Stored items:

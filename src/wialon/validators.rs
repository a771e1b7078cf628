//! Field validators for Wialon position frames.
//!
//! Every validator is pure and total: a malformed token yields the
//! [`FieldError`] class the device is told about, never a panic.

use chrono::{NaiveDate, NaiveTime, Utc};

use super::types::{FieldError, MAX_PARAM_NAME_LEN, NOT_AVAILABLE};

/// Outcome of validating one field.
pub type Validation<T> = Result<T, FieldError>;

/// Coordinate axis, selects degree width and hemisphere letters.
#[derive(Debug, Clone, Copy, PartialEq, Eq)]
pub enum Axis {
    /// `DDMM.MMMM`, `N`/`S`.
    Latitude,
    /// `DDDMM.MMMM`, `E`/`W`.
    Longitude,
}

/// Integer fields sharing the `NA`-or-number rule.
#[derive(Debug, Clone, Copy, PartialEq, Eq)]
pub enum NumericField {
    Speed,
    Course,
    Altitude,
    Satellites,
    Inputs,
    Outputs,
}

impl NumericField {
    fn error(self) -> FieldError {
        match self {
            Self::Speed | Self::Course | Self::Altitude => FieldError::SpeedCourseAlt,
            Self::Satellites => FieldError::SatsHdop,
            Self::Inputs | Self::Outputs => FieldError::InputsOutputs,
        }
    }
}

fn is_not_available(token: &str) -> bool {
    token.is_empty() || token.eq_ignore_ascii_case(NOT_AVAILABLE)
}

fn all_digits(s: &str) -> bool {
    !s.is_empty() && s.bytes().all(|b| b.is_ascii_digit())
}

/// Round to 7 decimal places.
pub(crate) fn round7(value: f64) -> f64 {
    (value * 1e7).round() / 1e7
}

/// `DDMMYY`; `NA` means today (UTC).
pub fn check_date(token: &str) -> Validation<NaiveDate> {
    if is_not_available(token) {
        return Ok(Utc::now().date_naive());
    }
    if token.len() != 6 || !all_digits(token) {
        return Err(FieldError::DateTime);
    }
    NaiveDate::parse_from_str(token, "%d%m%y").map_err(|_| FieldError::DateTime)
}

/// `HHMMSS.fff`; `NA` means now (UTC).
pub fn check_time(token: &str) -> Validation<NaiveTime> {
    if is_not_available(token) {
        return Ok(Utc::now().time());
    }
    let (hms, fraction) = token.split_once('.').ok_or(FieldError::DateTime)?;
    if hms.len() != 6 || !all_digits(hms) || fraction.len() > 9 || !all_digits(fraction) {
        return Err(FieldError::DateTime);
    }

    let part = |range: std::ops::Range<usize>| hms[range].parse::<u32>().map_err(|_| FieldError::DateTime);
    let (hour, minute, second) = (part(0..2)?, part(2..4)?, part(4..6)?);

    // Left-aligned fraction: ".5" is 500ms.
    let nanos = format!("{fraction:0<9}").parse::<u32>().map_err(|_| FieldError::DateTime)?;

    NaiveTime::from_hms_nano_opt(hour, minute, second, nanos).ok_or(FieldError::DateTime)
}

/// Degrees plus decimal minutes, signed by hemisphere.
pub fn check_coord(token: &str, hemisphere: &str, axis: Axis) -> Validation<f64> {
    let (degree_width, positive, negative) = match axis {
        Axis::Latitude => (2, "N", "S"),
        Axis::Longitude => (3, "E", "W"),
    };

    let sign = if hemisphere.eq_ignore_ascii_case(positive) {
        1.0
    } else if hemisphere.eq_ignore_ascii_case(negative) {
        -1.0
    } else {
        return Err(FieldError::Coord);
    };

    let degrees = token.get(..degree_width).filter(|d| all_digits(d)).ok_or(FieldError::Coord)?;
    let minutes = token.get(degree_width..).ok_or(FieldError::Coord)?;
    let minutes_valid = minutes.bytes().any(|b| b.is_ascii_digit())
        && minutes.bytes().all(|b| b.is_ascii_digit() || b == b'.')
        && minutes.bytes().filter(|&b| b == b'.').count() <= 1;
    if !minutes_valid {
        return Err(FieldError::Coord);
    }

    let degrees: f64 = degrees.parse::<u32>().map_err(|_| FieldError::Coord)?.into();
    let minutes: f64 = minutes.parse().map_err(|_| FieldError::Coord)?;

    Ok(round7(sign * (degrees + minutes / 60.0)))
}

/// Integer or `NA`. Course must lie in `[0, 359)`.
pub fn check_number(token: &str, field: NumericField) -> Validation<Option<i32>> {
    if token.eq_ignore_ascii_case(NOT_AVAILABLE) {
        return Ok(None);
    }
    let value = token.parse::<i32>().map_err(|_| field.error())?;
    if field == NumericField::Course && !(0..359).contains(&value) {
        return Err(field.error());
    }
    Ok(Some(value))
}

/// Horizontal dilution of precision, float or `NA`.
pub fn check_hdop(token: &str) -> Validation<Option<f64>> {
    if token.eq_ignore_ascii_case(NOT_AVAILABLE) {
        return Ok(None);
    }
    token
        .parse::<f64>()
        .ok()
        .filter(|v| v.is_finite())
        .map(Some)
        .ok_or(FieldError::SatsHdop)
}

/// Analog channel list: empty, or starting with `1`.
pub fn check_adc(token: &str) -> Validation<Option<String>> {
    if token.is_empty() {
        return Ok(None);
    }
    if !token.starts_with('1') {
        return Err(FieldError::Adc);
    }
    Ok(Some(token.to_string()))
}

/// Comma-separated `name:type[:value]` parameters.
pub fn check_params(token: &str) -> Validation<Option<String>> {
    if token.contains(' ') {
        return Err(FieldError::ParamsSpace);
    }
    for param in token.split(',') {
        let mut parts = param.split(':');
        let name = parts.next().unwrap_or_default();
        if name.chars().count() > MAX_PARAM_NAME_LEN {
            return Err(FieldError::ParamsLenLimit);
        }
        let kind = parts
            .next()
            .and_then(|k| k.parse::<i32>().ok())
            .ok_or(FieldError::Params)?;
        if !(1..3).contains(&kind) {
            return Err(FieldError::Params);
        }
    }
    Ok(Some(token.to_string()))
}

#[cfg(test)]
mod tests {
    use super::*;
    use chrono::Timelike;

    #[test]
    fn test_date_strict_ddmmyy() {
        assert_eq!(check_date("150623"), Ok(NaiveDate::from_ymd_opt(2023, 6, 15).unwrap()));
        assert_eq!(check_date("320123"), Err(FieldError::DateTime));
        assert_eq!(check_date("15062023"), Err(FieldError::DateTime));
        assert_eq!(check_date("15-623"), Err(FieldError::DateTime));
    }

    #[test]
    fn test_date_na_is_today() {
        assert_eq!(check_date("NA"), Ok(Utc::now().date_naive()));
    }

    #[test]
    fn test_time_requires_fraction() {
        let t = check_time("101530.250").unwrap();
        assert_eq!((t.hour(), t.minute(), t.second()), (10, 15, 30));
        assert_eq!(t.nanosecond(), 250_000_000);

        assert_eq!(check_time("101530"), Err(FieldError::DateTime));
        assert_eq!(check_time("251530.000"), Err(FieldError::DateTime));
        assert_eq!(check_time("1015.30"), Err(FieldError::DateTime));
        assert_eq!(check_time("101530.x"), Err(FieldError::DateTime));
    }

    #[test]
    fn test_time_na_is_valid() {
        assert!(check_time("NA").is_ok());
    }

    #[test]
    fn test_latitude_north_and_south() {
        let north = check_coord("5544.6025", "N", Axis::Latitude).unwrap();
        assert!((north - 55.743375).abs() < 1e-9);

        let south = check_coord("5544.6025", "S", Axis::Latitude).unwrap();
        assert_eq!(south, -north);
    }

    #[test]
    fn test_longitude_east_and_west() {
        let east = check_coord("03739.6834", "E", Axis::Longitude).unwrap();
        assert_eq!(east, round7(37.0 + 39.6834 / 60.0));

        let west = check_coord("03739.6834", "W", Axis::Longitude).unwrap();
        assert_eq!(west, -east);
    }

    #[test]
    fn test_coordinate_rounded_to_seven_places() {
        let value = check_coord("0012.3456789", "N", Axis::Latitude).unwrap();
        assert_eq!(value, round7(12.3456789 / 60.0));
        assert_eq!(value, 0.2057613);
    }

    #[test]
    fn test_coordinate_bad_hemisphere() {
        assert_eq!(check_coord("5544.6025", "E", Axis::Latitude), Err(FieldError::Coord));
        assert_eq!(check_coord("03739.6834", "N", Axis::Longitude), Err(FieldError::Coord));
        assert_eq!(check_coord("5544.6025", "X", Axis::Latitude), Err(FieldError::Coord));
    }

    #[test]
    fn test_coordinate_bad_token() {
        assert_eq!(check_coord("NA", "N", Axis::Latitude), Err(FieldError::Coord));
        assert_eq!(check_coord("55", "N", Axis::Latitude), Err(FieldError::Coord));
        assert_eq!(check_coord("55inf", "N", Axis::Latitude), Err(FieldError::Coord));
        assert_eq!(check_coord("5a44.6025", "N", Axis::Latitude), Err(FieldError::Coord));
    }

    #[test]
    fn test_course_range() {
        assert_eq!(check_number("359", NumericField::Course), Err(FieldError::SpeedCourseAlt));
        assert_eq!(check_number("358", NumericField::Course), Ok(Some(358)));
        assert_eq!(check_number("0", NumericField::Course), Ok(Some(0)));
        assert_eq!(check_number("-1", NumericField::Course), Err(FieldError::SpeedCourseAlt));
        assert_eq!(check_number("NA", NumericField::Course), Ok(None));
    }

    #[test]
    fn test_numeric_error_classes() {
        assert_eq!(check_number("fast", NumericField::Speed), Err(FieldError::SpeedCourseAlt));
        assert_eq!(check_number("1.5", NumericField::Altitude), Err(FieldError::SpeedCourseAlt));
        assert_eq!(check_number("x", NumericField::Satellites), Err(FieldError::SatsHdop));
        assert_eq!(check_number("x", NumericField::Inputs), Err(FieldError::InputsOutputs));
        assert_eq!(check_number("x", NumericField::Outputs), Err(FieldError::InputsOutputs));
        assert_eq!(check_number("-20", NumericField::Altitude), Ok(Some(-20)));
    }

    #[test]
    fn test_hdop() {
        assert_eq!(check_hdop("1.2"), Ok(Some(1.2)));
        assert_eq!(check_hdop("NA"), Ok(None));
        assert_eq!(check_hdop("bad"), Err(FieldError::SatsHdop));
        assert_eq!(check_hdop("NaN"), Err(FieldError::SatsHdop));
    }

    #[test]
    fn test_adc() {
        assert_eq!(check_adc(""), Ok(None));
        assert_eq!(check_adc("1,2.5,3.7"), Ok(Some("1,2.5,3.7".to_string())));
        assert_eq!(check_adc("2,1"), Err(FieldError::Adc));
    }

    #[test]
    fn test_params() {
        assert_eq!(check_params("temp:1:20,fuel:2:33.5"), Ok(Some("temp:1:20,fuel:2:33.5".to_string())));
        assert_eq!(check_params("temp:1:20, fuel:2:33.5"), Err(FieldError::ParamsSpace));
        assert_eq!(check_params("temp:3:hello"), Err(FieldError::Params));
        assert_eq!(check_params("temp"), Err(FieldError::Params));
        assert_eq!(check_params(""), Err(FieldError::Params));

        let long_name = "a".repeat(41);
        assert_eq!(check_params(&format!("{long_name}:1:5")), Err(FieldError::ParamsLenLimit));
        let max_name = "a".repeat(40);
        assert!(check_params(&format!("{max_name}:1:5")).is_ok());
    }
}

(Work to be completed)
All that belongs in the answer is an exact copy of the lines from the start of the records above through the line with "never a panic.".

(Solution)
filename src/wialon/validators.rs
repository a771e1b7078cf628
//! Field validators for Wialon position frames.
//!
//! Every validator is pure and total: a malformed token yields the
//! [`FieldError`] class the device is told about, never a panic.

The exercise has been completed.